REPUBLIKA.CO.ID, JAKARTA -- Koordinator Divisi Hukum dan Peradilan Indonesia Corruption Watch (ICW), Tama S Langkun, mengatakan pihaknya berencana mengajukan uji materi atas Undang-undang Komisi Pemberantasan Korupsi (UU KPK) hasil revisi ke Mahkamah Konstitusi (MK). Namun, ICW menegaskan tak ingin terburu-buru dalam mengajukan judicial review.
"Publik sudah mendorong kita (untuk mengajukan permohonan uji materi) dan kita (menyatakan) iya, " ujar Tama di Jakarta, Selasa (24/9).
Namun, pihaknya saat ini masih menanti UU KPK hasil revisi itu diundangkan dalam lembaga negara. Sehingga dengan demikian, ada nomor peraturan perundangan yang nanti menjadi objek uji materi ke MK.
Selain itu, ICW juga masih mencermati batu uji yang akan digunakan untuk permohonan uji materi nanti. Tama mengungkapkan, saat ini beberapa pihak yang sudah mengungkapkan keinginan untuk mengajukan judicial review ke MK.
Bahkan beberapa mahasiswa sudah ada yang mengajukan uji materi. "Sikap tersebut tentu kami apresiasi. Tetapi sebaiknya perlu dikoordinasikan. Sebab ketika misalnya tidak hati-hati, ternyata batu uji sudah dipakai menguji secara bersama-sama antara formil dan materiil, bagaimana kalau tidak dikabulkan ? Itu kan membahayakan yang lain yang mau uji materi dan sudah punya persiapan," jelasnya.
Dia menambahkan, masyarakat memang marah dengan proses legislasi UU KPK yang dipaksakan oleh DPR. Namun, dia mengingatkan sebaiknya uji materi UU hasil legislasi itu tidak dilakukan secara sembarangan.
"Kami ICW mempertimbangkan pendapat masyarakat. Sebab jika nanti kami mendaftar uji materi di MK, tentu bukan hanya sebagai ICW saja, tapi juga bagian dari masyarakat," tutur Tama.
Sebelumnya, Pusat Kajian Anti Korupsi (Pukat) Universitas Gadjah Mada (UGM) Yogyakarta mengatakan akan mengajukan permohonan uji materi atas hasil revisi UU Nomor 30 Tahun 2002 tentang KPK ke MK. Kemudian, Koalisi masyarakat tolak revisi UU KPK juga sedang menyusun permohonan uji materi atas hasil revisi UU tersebut.
Koalisi tersebut terdiri dari sejumlah perguruan tinggi di Indondesia. Selain itu, ada Masyarakat Anti Korupsi Indonesia (MAKI) yang juga sedang menyiapkan uji materi terhadap revisi UU yang sama.

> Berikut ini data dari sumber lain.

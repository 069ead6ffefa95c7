use sea_orm::entity::prelude::*;
use sea_orm::{ActiveValue, Set};
use serde::{Deserialize, Serialize};

#[derive(Clone, Debug, PartialEq, DeriveEntityModel, Serialize, Deserialize)]
#[sea_orm(table_name = "user_sessions")]
pub struct Model {
    #[sea_orm(primary_key)]
    pub id: i32,
    #[sea_orm(unique)]
    pub session_id: String,
    pub user_id: i32,
    pub is_active: bool,
    pub created_at: ChronoDateTimeUtc,
    pub expires_at: ChronoDateTimeUtc,
}

#[derive(Copy, Clone, Debug, EnumIter, DeriveRelation)]
pub enum Relation {
    #[sea_orm(
        belongs_to = "super::users::Entity",
        from = "Column::UserId",
        to = "super::users::Column::Id"
    )]
    Users,
}

impl Related<super::users::Entity> for Entity {
    fn to() -> RelationDef {
        Relation::Users.def()
    }
}

impl ActiveModelBehavior for ActiveModel {}

impl ActiveModel {
    pub fn new(user_id: i32, ttl_hours: i64) -> Self {
        let now = chrono::Utc::now();
        Self {
            id: ActiveValue::NotSet,
            session_id: Set(uuid::Uuid::new_v4().to_string()),
            user_id: Set(user_id),
            is_active: Set(true),
            created_at: Set(now),
            expires_at: Set(now + chrono::Duration::hours(ttl_hours)),
        }
    }

    pub fn deactivate(mut self) -> Self {
        self.is_active = Set(false);
        self
    }
}

impl Model {
    pub fn is_expired(&self) -> bool {
        chrono::Utc::now() > self.expires_at
    }
}
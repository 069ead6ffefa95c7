use bcrypt::{hash, verify};
use chrono::{DateTime, Utc};
use sea_orm::{
    ActiveModelTrait, ColumnTrait, ConnectionTrait, DatabaseConnection, EntityTrait, QueryFilter,
    Set,
};
use serde::{Deserialize, Serialize};
use tracing::{info, warn};
use utoipa::ToSchema;

use crate::config::AppConfig;
use crate::database::entities::{user_sessions, users, UserRole};
use crate::errors::{CoreError, CoreResult};
use crate::services::login_limiter::LoginRateLimiter;
use crate::services::validation::ValidationService;

#[derive(Debug, Clone, Deserialize, ToSchema)]
#[serde(rename_all = "camelCase")]
pub struct RegisterRequest {
    pub email: String,
    pub password: String,
    pub first_name: Option<String>,
    pub last_name: Option<String>,
}

#[derive(Debug, Clone, Deserialize, ToSchema)]
#[serde(rename_all = "camelCase")]
pub struct LoginRequest {
    pub email: String,
    pub password: String,
}

/// Freshly opened session
#[derive(Debug, Clone, Serialize)]
#[serde(rename_all = "camelCase")]
pub struct AuthSession {
    pub session_id: String,
    pub expires_at: DateTime<Utc>,
    pub user: users::Model,
}

/// Service for handling authentication operations
#[derive(Clone)]
pub struct AuthService {
    db: DatabaseConnection,
    config: AppConfig,
}

impl AuthService {
    pub fn new(db: DatabaseConnection, config: AppConfig) -> Self {
        Self { db, config }
    }

    /// Hash a password using bcrypt
    pub fn hash_password(password: &str, cost: u32) -> CoreResult<String> {
        ValidationService::validate_password(password)?;
        hash(password, cost)
            .map_err(|e| CoreError::internal("Failed to hash password").with_source(e))
    }

    /// Verify a password against a hash
    pub fn verify_password(password: &str, hash: &str) -> CoreResult<bool> {
        verify(password, hash)
            .map_err(|e| CoreError::internal("Failed to verify password").with_source(e))
    }

    /// Create a login. The account has no company until onboarding.
    pub async fn register(&self, request: RegisterRequest) -> CoreResult<users::Model> {
        let user = create_user(
            &self.db,
            &self.config,
            NewUser {
                email: request.email,
                password: request.password,
                first_name: request.first_name,
                last_name: request.last_name,
                company_id: None,
                role: UserRole::Member,
            },
        )
        .await?;

        info!("Registered user {} ({})", user.id, user.email);
        Ok(user)
    }

    pub async fn login(
        &self,
        limiter: &LoginRateLimiter,
        request: LoginRequest,
    ) -> CoreResult<AuthSession> {
        let key = request.email.trim().to_lowercase();

        if let Some(remaining) = limiter.locked_for(&key) {
            warn!("Login for {} rejected while locked out", key);
            return Err(CoreError::too_many_requests(format!(
                "Too many failed login attempts, try again in {} minutes",
                remaining.as_secs().div_ceil(60).max(1)
            )));
        }

        let user = users::Entity::find()
            .filter(users::Column::Email.eq(key.as_str()))
            .one(&self.db)
            .await?;

        let user = match user {
            Some(user) if Self::verify_password(&request.password, &user.password_hash)? => user,
            _ => {
                limiter.record_failure(&key);
                return Err(CoreError::unauthorized("Invalid email or password"));
            }
        };

        if !user.is_active {
            return Err(CoreError::forbidden("Account is deactivated"));
        }

        limiter.record_success(&key);

        let mut active: users::ActiveModel = user.into();
        active.last_login_at = Set(Some(Utc::now()));
        let user = active.update(&self.db).await?;

        let session = user_sessions::ActiveModel::new(user.id, self.config.session_ttl_hours)
            .insert(&self.db)
            .await?;

        info!("User {} logged in", user.id);
        Ok(AuthSession {
            session_id: session.session_id,
            expires_at: session.expires_at,
            user,
        })
    }

    pub async fn logout(&self, session_id: &str) -> CoreResult<()> {
        let session = user_sessions::Entity::find()
            .filter(user_sessions::Column::SessionId.eq(session_id))
            .filter(user_sessions::Column::IsActive.eq(true))
            .one(&self.db)
            .await?;

        if let Some(session) = session {
            let user_id = session.user_id;
            let active: user_sessions::ActiveModel = session.into();
            active.deactivate().update(&self.db).await?;
            info!("User {} logged out", user_id);
        }

        Ok(())
    }
}

pub(crate) struct NewUser {
    pub email: String,
    pub password: String,
    pub first_name: Option<String>,
    pub last_name: Option<String>,
    pub company_id: Option<i32>,
    pub role: UserRole,
}

pub(crate) async fn create_user<C: ConnectionTrait>(
    db: &C,
    config: &AppConfig,
    new_user: NewUser,
) -> CoreResult<users::Model> {
    let email = ValidationService::validate_email(&new_user.email)?;
    let password_hash = AuthService::hash_password(&new_user.password, config.bcrypt_cost)?;

    let taken = users::Entity::find()
        .filter(users::Column::Email.eq(email.as_str()))
        .one(db)
        .await?
        .is_some();
    if taken {
        return Err(CoreError::conflict("Email is already registered"));
    }

    let mut user = users::ActiveModel::new();
    user.email = Set(email);
    user.password_hash = Set(password_hash);
    user.first_name = Set(ValidationService::optional_text(new_user.first_name));
    user.last_name = Set(ValidationService::optional_text(new_user.last_name));
    user.company_id = Set(new_user.company_id);
    user.role = Set(new_user.role);

    Ok(user.insert(db).await?)
}
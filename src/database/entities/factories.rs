use sea_orm::entity::prelude::*;
use serde::{Deserialize, Serialize};

#[derive(Clone, Debug, PartialEq, DeriveEntityModel, Serialize, Deserialize)]
#[sea_orm(table_name = "factories")]
#[serde(rename_all = "camelCase")]
pub struct Model {
    #[sea_orm(primary_key)]
    pub id: i32,
    pub company_id: i32,
    pub name: String,
    pub created_at: ChronoDateTimeUtc,
}

#[derive(Copy, Clone, Debug, EnumIter, DeriveRelation)]
pub enum Relation {
    #[sea_orm(
        belongs_to = "super::companies::Entity",
        from = "Column::CompanyId",
        to = "super::companies::Column::Id",
        on_delete = "Cascade"
    )]
    Companies,
}

impl Related<super::companies::Entity> for Entity {
    fn to() -> RelationDef {
        Relation::Companies.def()
    }
}

impl ActiveModelBehavior for ActiveModel {}
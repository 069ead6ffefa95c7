use sea_orm::entity::prelude::*;
use serde::{Deserialize, Serialize};
use utoipa::ToSchema;

#[derive(
    Debug, Clone, Copy, PartialEq, Eq, EnumIter, DeriveActiveEnum, Serialize, Deserialize, ToSchema,
)]
#[sea_orm(rs_type = "String", db_type = "String(None)")]
#[serde(rename_all = "snake_case")]
pub enum TaskStatus {
    #[sea_orm(string_value = "pending")]
    Pending,
    #[sea_orm(string_value = "completed")]
    Completed,
    #[sea_orm(string_value = "needs_revision")]
    NeedsRevision,
}

#[derive(Clone, Debug, PartialEq, DeriveEntityModel, Serialize, Deserialize)]
#[sea_orm(table_name = "tasks")]
#[serde(rename_all = "camelCase")]
pub struct Model {
    #[sea_orm(primary_key)]
    pub id: i32,
    pub stage_id: i32,
    pub assigned_by: i32,
    pub assigned_to: i32,
    pub description: String,
    pub completed: bool,
    pub status: TaskStatus,
    pub revision_note: Option<String>,
    pub revision_response: Option<String>,
    pub completed_at: Option<ChronoDateTimeUtc>,
    pub created_at: ChronoDateTimeUtc,
    pub updated_at: ChronoDateTimeUtc,
}

#[derive(Copy, Clone, Debug, EnumIter, DeriveRelation)]
pub enum Relation {
    #[sea_orm(
        belongs_to = "super::stages::Entity",
        from = "Column::StageId",
        to = "super::stages::Column::Id",
        on_delete = "Cascade"
    )]
    Stages,
}

impl Related<super::stages::Entity> for Entity {
    fn to() -> RelationDef {
        Relation::Stages.def()
    }
}

impl ActiveModelBehavior for ActiveModel {}
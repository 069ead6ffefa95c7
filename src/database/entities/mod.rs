pub mod comments;
pub mod companies;
pub mod deadline_history;
pub mod factories;
pub mod product_types;
pub mod products;
pub mod projects;
pub mod stage_files;
pub mod stage_templates;
pub mod stages;
pub mod status_history;
pub mod tasks;
pub mod user_sessions;
pub mod users;

pub use stage_templates::StageKind;
pub use stages::StageStatus;
pub use tasks::TaskStatus;
pub use users::{UserRole, UserSummary};
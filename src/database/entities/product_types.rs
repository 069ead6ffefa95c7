use sea_orm::entity::prelude::*;
use serde::{Deserialize, Serialize};

#[derive(Clone, Debug, PartialEq, DeriveEntityModel, Serialize, Deserialize)]
#[sea_orm(table_name = "product_types")]
#[serde(rename_all = "camelCase")]
pub struct Model {
    #[sea_orm(primary_key)]
    pub id: i32,
    pub company_id: i32,
    pub name: String,
    pub created_at: ChronoDateTimeUtc,
}

#[derive(Copy, Clone, Debug, EnumIter, DeriveRelation)]
pub enum Relation {
    #[sea_orm(
        belongs_to = "super::companies::Entity",
        from = "Column::CompanyId",
        to = "super::companies::Column::Id",
        on_delete = "Cascade"
    )]
    Companies,
}

impl Related<super::companies::Entity> for Entity {
    fn to() -> RelationDef {
        Relation::Companies.def()
    }
}

impl ActiveModelBehavior for ActiveModel {}
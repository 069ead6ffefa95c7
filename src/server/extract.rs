//! Request extractors for the authenticated caller

use axum::{
    async_trait,
    extract::FromRequestParts,
    http::{header, request::Parts, HeaderMap},
};

use crate::errors::CoreError;
use crate::server::app::AppState;
use crate::services::{Actor, AuthorizationService};

pub const SESSION_COOKIE: &str = "sid";

/// Session id from the `sid` cookie, falling back to `Authorization: Bearer`
pub fn session_id_from_headers(headers: &HeaderMap) -> Option<String> {
    let from_cookie = headers
        .get_all(header::COOKIE)
        .iter()
        .filter_map(|value| value.to_str().ok())
        .flat_map(|value| value.split(';'))
        .filter_map(|pair| pair.trim().split_once('='))
        .find(|(name, _)| *name == SESSION_COOKIE)
        .map(|(_, value)| value.trim().to_string())
        .filter(|value| !value.is_empty());

    from_cookie.or_else(|| {
        headers
            .get(header::AUTHORIZATION)
            .and_then(|value| value.to_str().ok())
            .and_then(|value| value.strip_prefix("Bearer "))
            .map(|token| token.trim().to_string())
            .filter(|token| !token.is_empty())
    })
}

/// Any signed-in user, with or without a company
pub struct CurrentUser(pub Actor);

#[async_trait]
impl FromRequestParts<AppState> for CurrentUser {
    type Rejection = CoreError;

    async fn from_request_parts(parts: &mut Parts, state: &AppState) -> Result<Self, Self::Rejection> {
        let session_id = session_id_from_headers(&parts.headers)
            .ok_or_else(|| CoreError::unauthorized("Authentication required"))?;

        let user = AuthorizationService::new(state.db.clone())
            .get_user_from_session(&session_id)
            .await?;

        Ok(CurrentUser(Actor::new(user)))
    }
}

/// Signed-in user attached to a company. Superadmins pass without one.
pub struct CompanyUser(pub Actor);

#[async_trait]
impl FromRequestParts<AppState> for CompanyUser {
    type Rejection = CoreError;

    async fn from_request_parts(parts: &mut Parts, state: &AppState) -> Result<Self, Self::Rejection> {
        let CurrentUser(actor) = CurrentUser::from_request_parts(parts, state).await?;
        if !actor.is_superadmin() {
            actor.company_id()?;
        }
        Ok(CompanyUser(actor))
    }
}

#[cfg(test)]
mod tests {
    use super::*;
    use axum::http::HeaderValue;

    #[test]
    fn cookie_wins_over_bearer() {
        let mut headers = HeaderMap::new();
        headers.insert(header::COOKIE, HeaderValue::from_static("theme=dark; sid=abc123"));
        headers.insert(header::AUTHORIZATION, HeaderValue::from_static("Bearer other"));
        assert_eq!(session_id_from_headers(&headers).as_deref(), Some("abc123"));
    }

    #[test]
    fn bearer_is_used_without_cookie() {
        let mut headers = HeaderMap::new();
        headers.insert(header::AUTHORIZATION, HeaderValue::from_static("Bearer tok"));
        assert_eq!(session_id_from_headers(&headers).as_deref(), Some("tok"));
    }

    #[test]
    fn empty_values_are_ignored() {
        let mut headers = HeaderMap::new();
        headers.insert(header::COOKIE, HeaderValue::from_static("sid="));
        assert_eq!(session_id_from_headers(&headers), None);
        assert_eq!(session_id_from_headers(&HeaderMap::new()), None);
    }
}
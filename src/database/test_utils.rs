use sea_orm::DatabaseConnection;

use super::connection::{establish_connection, setup_database};

/// In-memory SQLite database with every migration applied
pub async fn setup_test_db() -> DatabaseConnection {
    let db = establish_connection("sqlite::memory:")
        .await
        .expect("Failed to connect to test database");

    setup_database(&db)
        .await
        .expect("Failed to run migrations");

    db
}
use sea_orm::entity::prelude::*;
use sea_orm::{ActiveValue, Set};
use serde::{Deserialize, Serialize};
use utoipa::ToSchema;

#[derive(
    Debug, Clone, Copy, PartialEq, Eq, EnumIter, DeriveActiveEnum, Serialize, Deserialize, ToSchema,
)]
#[sea_orm(rs_type = "String", db_type = "String(None)")]
#[serde(rename_all = "snake_case")]
pub enum UserRole {
    #[sea_orm(string_value = "superadmin")]
    Superadmin,
    #[sea_orm(string_value = "admin")]
    Admin,
    #[sea_orm(string_value = "member")]
    Member,
}

impl UserRole {
    /// Company administrators and platform superadmins
    pub fn is_admin(&self) -> bool {
        matches!(self, UserRole::Admin | UserRole::Superadmin)
    }
}

#[derive(Clone, Debug, PartialEq, DeriveEntityModel, Serialize, Deserialize)]
#[sea_orm(table_name = "users")]
#[serde(rename_all = "camelCase")]
pub struct Model {
    #[sea_orm(primary_key)]
    pub id: i32,
    pub company_id: Option<i32>,
    #[sea_orm(unique)]
    pub email: String,
    #[serde(skip_serializing)]
    pub password_hash: String,
    pub first_name: Option<String>,
    pub last_name: Option<String>,
    pub role: UserRole,
    pub is_active: bool,
    pub created_at: ChronoDateTimeUtc,
    pub updated_at: ChronoDateTimeUtc,
    pub last_login_at: Option<ChronoDateTimeUtc>,
}

#[derive(Copy, Clone, Debug, EnumIter, DeriveRelation)]
pub enum Relation {
    #[sea_orm(
        belongs_to = "super::companies::Entity",
        from = "Column::CompanyId",
        to = "super::companies::Column::Id"
    )]
    Companies,
    #[sea_orm(has_many = "super::user_sessions::Entity")]
    UserSessions,
}

impl Related<super::companies::Entity> for Entity {
    fn to() -> RelationDef {
        Relation::Companies.def()
    }
}

impl Related<super::user_sessions::Entity> for Entity {
    fn to() -> RelationDef {
        Relation::UserSessions.def()
    }
}

impl ActiveModelBehavior for ActiveModel {}

impl ActiveModel {
    pub fn new() -> Self {
        let now = chrono::Utc::now();
        Self {
            id: ActiveValue::NotSet,
            company_id: Set(None),
            email: ActiveValue::NotSet,
            password_hash: ActiveValue::NotSet,
            first_name: Set(None),
            last_name: Set(None),
            role: Set(UserRole::Member),
            is_active: Set(true),
            created_at: Set(now),
            updated_at: Set(now),
            last_login_at: Set(None),
        }
    }
}

impl Model {
    /// First and last name when present, otherwise the email address
    pub fn display_name(&self) -> String {
        let full = [self.first_name.as_deref(), self.last_name.as_deref()]
            .into_iter()
            .flatten()
            .map(str::trim)
            .filter(|part| !part.is_empty())
            .collect::<Vec<_>>()
            .join(" ");
        if full.is_empty() {
            self.email.clone()
        } else {
            full
        }
    }
}

/// Public identity of a user as embedded in other payloads
#[derive(Clone, Debug, PartialEq, Serialize, Deserialize, ToSchema)]
#[serde(rename_all = "camelCase")]
pub struct UserSummary {
    pub id: i32,
    pub name: String,
    pub email: String,
}

impl From<&Model> for UserSummary {
    fn from(user: &Model) -> Self {
        Self {
            id: user.id,
            name: user.display_name(),
            email: user.email.clone(),
        }
    }
}

#[cfg(test)]
mod tests {
    use super::*;

    fn user(first: Option<&str>, last: Option<&str>) -> Model {
        let now = chrono::Utc::now();
        Model {
            id: 1,
            company_id: Some(1),
            email: "ops@example.com".to_string(),
            password_hash: String::new(),
            first_name: first.map(str::to_string),
            last_name: last.map(str::to_string),
            role: UserRole::Member,
            is_active: true,
            created_at: now,
            updated_at: now,
            last_login_at: None,
        }
    }

    #[test]
    fn display_name_prefers_full_name() {
        assert_eq!(user(Some("Ann"), Some("Lee")).display_name(), "Ann Lee");
        assert_eq!(user(Some("Ann"), None).display_name(), "Ann");
    }

    #[test]
    fn display_name_falls_back_to_email() {
        assert_eq!(user(None, Some("  ")).display_name(), "ops@example.com");
    }

    #[test]
    fn password_hash_is_never_serialized() {
        let json = serde_json::to_value(user(None, None)).unwrap();
        assert!(json.get("passwordHash").is_none());
        assert_eq!(json["role"], "member");
    }
}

Sementara itu, MK menyatakan menanti pengajuan uji materi revisi UU Nomor 30 Tahun 2002 tentang KPK. MK menilai uji materi UU merupakan langkah konstitusional.
"Ya, langkah itu langkah hukum yang tepat, bermartabat, dan konstitusional. Ketika ada komponen masyarakat menggunakan saluran dan mekanisme yg telah disediakan oleh konstitusi, itu hal biasa saja, walaupun langkah itu layak diapresiasi," ujar Juru Bicara MK Fajar Laksono saat dikonfirmasi wartawan, Selasa (18/9).
Fajar menegaskan MK nantinya akan menyikapi dan memperlakukan secara proporsional sesuai dengan ketentuan hukum acara terhadap uji materi revisi UU KPK tersebut. Dia pun meminta publik ikut memantau dan mengawasi proses di MK jika ada pihak melakukan uji materi revisi UU KPK.
"Kita tunggu saja permohonannya diserahkan ke MK, sekiranya rencana itu benar. Kita ikuti prosesnya, publik silakan turut memantau dan memonitor," lanjutnya.
Dia menyarankan agar permohonan uji materi ke MK sebaiknya dilaksanakan setelah revisi UU KPK yang sudah diundangkan. Menurut dia, hal tersebut penting agar objek uji materiilnya ada dan jelas. "Harus diingat, UU tersebut belum diundangkan, belum ada nomor, sehingga secara de jure, pengajuan permohonan tersebut belum ada objectum litisnya," tuturnya.